(Dataset entries)
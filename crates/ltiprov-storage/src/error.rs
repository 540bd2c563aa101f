//! Storage error types for the platform registry persistence layer.

use std::fmt;

/// Errors that can occur during storage operations.
#[derive(Debug, thiserror::Error)]
pub enum StorageError {
    /// A filter or patch argument was not a JSON object.
    #[error("Invalid filter: {message}")]
    InvalidFilter {
        /// Description of why the filter is invalid.
        message: String,
    },

    /// A record could not be serialized or deserialized.
    #[error("Serialization error: {message}")]
    Serialization {
        /// Description of the serialization failure.
        message: String,
    },

    /// Sealing or opening an encrypted record failed.
    #[error("Encryption error: {message}")]
    Encryption {
        /// Description of the encryption failure.
        message: String,
    },

    /// An encrypted collection was accessed without an encryption key,
    /// or vice versa.
    #[error("Encryption key mismatch for collection '{collection}'")]
    KeyMismatch {
        /// The collection that was accessed.
        collection: String,
    },

    /// An internal backend error occurred.
    #[error("Internal error: {message}")]
    Internal {
        /// Description of the internal error.
        message: String,
    },
}

impl StorageError {
    /// Creates a new `InvalidFilter` error.
    #[must_use]
    pub fn invalid_filter(message: impl Into<String>) -> Self {
        Self::InvalidFilter {
            message: message.into(),
        }
    }

    /// Creates a new `Serialization` error.
    #[must_use]
    pub fn serialization(message: impl Into<String>) -> Self {
        Self::Serialization {
            message: message.into(),
        }
    }

    /// Creates a new `Encryption` error.
    #[must_use]
    pub fn encryption(message: impl Into<String>) -> Self {
        Self::Encryption {
            message: message.into(),
        }
    }

    /// Creates a new `KeyMismatch` error.
    #[must_use]
    pub fn key_mismatch(collection: impl Into<String>) -> Self {
        Self::KeyMismatch {
            collection: collection.into(),
        }
    }

    /// Creates a new `Internal` error.
    #[must_use]
    pub fn internal(message: impl Into<String>) -> Self {
        Self::Internal {
            message: message.into(),
        }
    }

    /// Returns `true` if this is an encryption-related error.
    #[must_use]
    pub fn is_encryption(&self) -> bool {
        matches!(self, Self::Encryption { .. } | Self::KeyMismatch { .. })
    }

    /// Returns the error category for logging/monitoring purposes.
    #[must_use]
    pub fn category(&self) -> ErrorCategory {
        match self {
            Self::InvalidFilter { .. } => ErrorCategory::Validation,
            Self::Serialization { .. } => ErrorCategory::Validation,
            Self::Encryption { .. } => ErrorCategory::Encryption,
            Self::KeyMismatch { .. } => ErrorCategory::Encryption,
            Self::Internal { .. } => ErrorCategory::Internal,
        }
    }
}

/// Categories of storage errors for logging and monitoring.
#[derive(Debug, Clone, Copy, PartialEq, Eq, Hash)]
pub enum ErrorCategory {
    /// Malformed filter, patch, or record.
    Validation,
    /// Sealing/opening failures.
    Encryption,
    /// Internal backend errors.
    Internal,
}

impl fmt::Display for ErrorCategory {
    fn fmt(&self, f: &mut fmt::Formatter<'_>) -> fmt::Result {
        match self {
            Self::Validation => write!(f, "validation"),
            Self::Encryption => write!(f, "encryption"),
            Self::Internal => write!(f, "internal"),
        }
    }
}

#[cfg(test)]
mod tests {
    use super::*;

    #[test]
    fn test_error_display() {
        let err = StorageError::invalid_filter("filter must be a JSON object");
        assert_eq!(err.to_string(), "Invalid filter: filter must be a JSON object");

        let err = StorageError::key_mismatch("private_key");
        assert_eq!(
            err.to_string(),
            "Encryption key mismatch for collection 'private_key'"
        );
    }

    #[test]
    fn test_error_predicates() {
        assert!(StorageError::encryption("bad nonce").is_encryption());
        assert!(StorageError::key_mismatch("access_token").is_encryption());
        assert!(!StorageError::internal("oops").is_encryption());
    }

    #[test]
    fn test_error_category() {
        assert_eq!(
            StorageError::invalid_filter("x").category(),
            ErrorCategory::Validation
        );
        assert_eq!(
            StorageError::encryption("x").category(),
            ErrorCategory::Encryption
        );
        assert_eq!(
            StorageError::internal("x").category(),
            ErrorCategory::Internal
        );
    }
}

Requirement.
Within the entries above, find the string "opening" and return each line that holds it.

Task result.
    /// Sealing or opening an encrypted record failed.
    /// Sealing/opening failures.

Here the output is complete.